On February 14 this year, a car bomb struck a convoy of the Indian Central Reserve Police Force in Pulwama, Kashmir, claiming nearly 50 lives. While much of the international news coverage focused on geopolitics, the attack at Pulwama represents yet another data point in the larger history of contested Muslim citizenship in India. Indian Muslim responses to the attacks at Pulwama reveal a much larger and more complicated process by which Indian Muslims not only mediate their own citizenship but carve space for themselves within the nation.
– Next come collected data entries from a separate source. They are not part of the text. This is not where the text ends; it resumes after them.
//! Command-line harness for the AES engine controller.

#![forbid(unsafe_code)]

mod config;

use std::fs;
use std::path::PathBuf;

use aes_engine::fixture::{self, VectorFixture};
use aes_engine::{
    run_session, Block, EngineController, Key, Operation, Pacing, SequencingPolicy, BLOCK_SIZE,
};
use aes_engine_sim::SimCore;
use anyhow::{bail, Context, Result};
use clap::{Parser, Subcommand, ValueEnum};
use log::{error, info};

use crate::config::{HarnessConfig, Overrides};

/// Drives the simulated AES engine through its control protocol.
#[derive(Parser)]
#[command(name = "aes-engine", version, about = "AES engine controller harness")]
struct Cli {
    /// TOML configuration file (defaults to ./aes-engine.toml when present).
    #[arg(long, global = true, value_name = "FILE")]
    config: Option<PathBuf>,
    /// Core latency in cycles.
    #[arg(long, global = true)]
    latency: Option<u32>,
    /// Status reads allowed per wait before timing out.
    #[arg(long, global = true)]
    poll_limit: Option<u32>,
    /// Blocks kept in flight by the pipelined discipline (1 or 2).
    #[arg(long, global = true)]
    depth: Option<usize>,
    #[command(subcommand)]
    command: Commands,
}

#[derive(Subcommand)]
enum Commands {
    /// Run the SP 800-38A ECB-AES128 vectors through the engine.
    Nist {
        /// Discipline(s) to exercise.
        #[arg(long, value_enum, default_value_t = Which::Both)]
        pacing: Which,
        /// Direction(s) to exercise.
        #[arg(long, value_enum, default_value_t = Direction::Both)]
        direction: Direction,
    },
    /// Process blocks with a given key and print the results as hex.
    Run {
        /// AES key as hex (32 characters for AES-128).
        #[arg(long, value_name = "HEX")]
        key_hex: String,
        /// Decrypt instead of using the configured operation.
        #[arg(long, default_value_t = false)]
        decrypt: bool,
        /// Discipline, overriding the configured one.
        #[arg(long)]
        pacing: Option<Pacing>,
        /// Text file of whitespace-separated hex blocks.
        #[arg(long, value_name = "FILE", conflicts_with = "blocks")]
        input: Option<PathBuf>,
        /// Blocks as 32 hex characters each.
        #[arg(value_name = "BLOCK")]
        blocks: Vec<String>,
    },
    /// Print the effective configuration as TOML.
    ShowConfig,
}

#[derive(Clone, Copy, PartialEq, Eq, ValueEnum)]
enum Which {
    Manual,
    Pipelined,
    Both,
}

impl Which {
    fn pacings(self) -> Vec<Pacing> {
        match self {
            Self::Manual => vec![Pacing::Manual],
            Self::Pipelined => vec![Pacing::Pipelined],
            Self::Both => Pacing::ALL.to_vec(),
        }
    }
}

#[derive(Clone, Copy, PartialEq, Eq, ValueEnum)]
enum Direction {
    Encrypt,
    Decrypt,
    Both,
}

impl Direction {
    fn fixtures(self) -> Vec<VectorFixture> {
        match self {
            Self::Encrypt => vec![fixture::ecb_aes128_encrypt()],
            Self::Decrypt => vec![fixture::ecb_aes128_decrypt()],
            Self::Both => vec![fixture::ecb_aes128_encrypt(), fixture::ecb_aes128_decrypt()],
        }
    }
}

fn main() -> Result<()> {
    env_logger::Builder::new()
        .filter_level(log::LevelFilter::Info)
        .parse_default_env()
        .init();

    let cli = Cli::parse();
    let overrides = Overrides {
        latency: cli.latency,
        poll_limit: cli.poll_limit,
        pipeline_depth: cli.depth,
    };
    let config = HarnessConfig::load(cli.config.as_deref(), &overrides)?;

    match cli.command {
        Commands::Nist { pacing, direction } => cmd_nist(&config, pacing, direction),
        Commands::Run {
            key_hex,
            decrypt,
            pacing,
            input,
            blocks,
        } => cmd_run(&config, &key_hex, decrypt, pacing, input, &blocks),
        Commands::ShowConfig => cmd_show_config(&config),
    }
}

fn engine(config: &HarnessConfig) -> Result<EngineController<SimCore>> {
    let sim = SimCore::with_config(config.sim);
    EngineController::with_config(sim, config.controller).context("controller configuration")
}

fn cmd_nist(config: &HarnessConfig, which: Which, direction: Direction) -> Result<()> {
    let mut failures = 0usize;
    for fx in direction.fixtures() {
        for pacing in which.pacings() {
            let mut engine = engine(config)?;
            let engine_config = config.engine.with_operation(fx.operation);
            let out = run_session(&mut engine, engine_config, &fx.key, &pacing, &fx.input)
                .with_context(|| format!("{} ({pacing})", fx.name))?;
            match fx.verify(&out) {
                Ok(()) => info!("PASS {} ({pacing}, {} blocks)", fx.name, out.len()),
                Err(mismatch) => {
                    error!("FAIL {} ({pacing}): {mismatch}", fx.name);
                    failures += 1;
                }
            }
            let stats = engine.regs().stats();
            info!(
                "  {} status reads, {} started, {} retrieved",
                stats.status_reads, stats.started, stats.retrieved
            );
        }
    }
    if failures > 0 {
        bail!("{failures} vector run(s) failed");
    }
    Ok(())
}

fn cmd_run(
    config: &HarnessConfig,
    key_hex: &str,
    decrypt: bool,
    pacing: Option<Pacing>,
    input: Option<PathBuf>,
    blocks: &[String],
) -> Result<()> {
    let key_bytes = hex::decode(key_hex.trim()).context("key must be hex")?;
    let Some(key) = Key::from_slice(&key_bytes) else {
        bail!("key must be 16, 24 or 32 bytes, got {}", key_bytes.len());
    };

    let text;
    let tokens: Vec<&str> = match input {
        Some(path) => {
            text = fs::read_to_string(&path)
                .with_context(|| format!("read {}", path.display()))?;
            text.split_whitespace().collect()
        }
        None => blocks.iter().map(String::as_str).collect(),
    };
    let input = parse_blocks(&tokens)?;

    let mut engine_config = config.engine;
    engine_config.key_length = key.length();
    if decrypt {
        engine_config.operation = Operation::Decrypt;
    }
    let pacing = pacing.unwrap_or(config.pacing);

    let mut engine = engine(config)?;
    let out = run_session(&mut engine, engine_config, &key, &pacing, &input)?;
    info!(
        "{:?} {} block(s) with {} pacing in {} status reads",
        engine_config.operation,
        out.len(),
        pacing.name(),
        engine.regs().stats().status_reads
    );
    for block in &out {
        println!("{}", hex::encode(block));
    }
    Ok(())
}

fn cmd_show_config(config: &HarnessConfig) -> Result<()> {
    print!("{}", config.to_toml()?);
    Ok(())
}

fn parse_blocks(tokens: &[&str]) -> Result<Vec<Block>> {
    tokens
        .iter()
        .enumerate()
        .map(|(i, token)| {
            let bytes = hex::decode(token).with_context(|| format!("block {i} is not hex"))?;
            if bytes.len() != BLOCK_SIZE {
                bail!("block {i} is {} bytes, expected {BLOCK_SIZE}", bytes.len());
            }
            let mut block = [0u8; BLOCK_SIZE];
            block.copy_from_slice(&bytes);
            Ok(block)
        })
        .collect()
}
This historical inequity has arguably existed since the inception of the Indian state, but the effects of this phenomenon are more clearly pronounced under Prime Minister Narendra Modi’s right-wing Bharatiya Janata Party. In Modi’s India, Muslims are called on to prove their fealty to India. In some ways, their existence hinges on proving that they are not loyal to India’s western neighbor, Pakistan. The question is not so much equality, as much as it is equity — Hindus are born and considered to be Indian; Muslims are born and considered to be foreign subjects who must become Indian.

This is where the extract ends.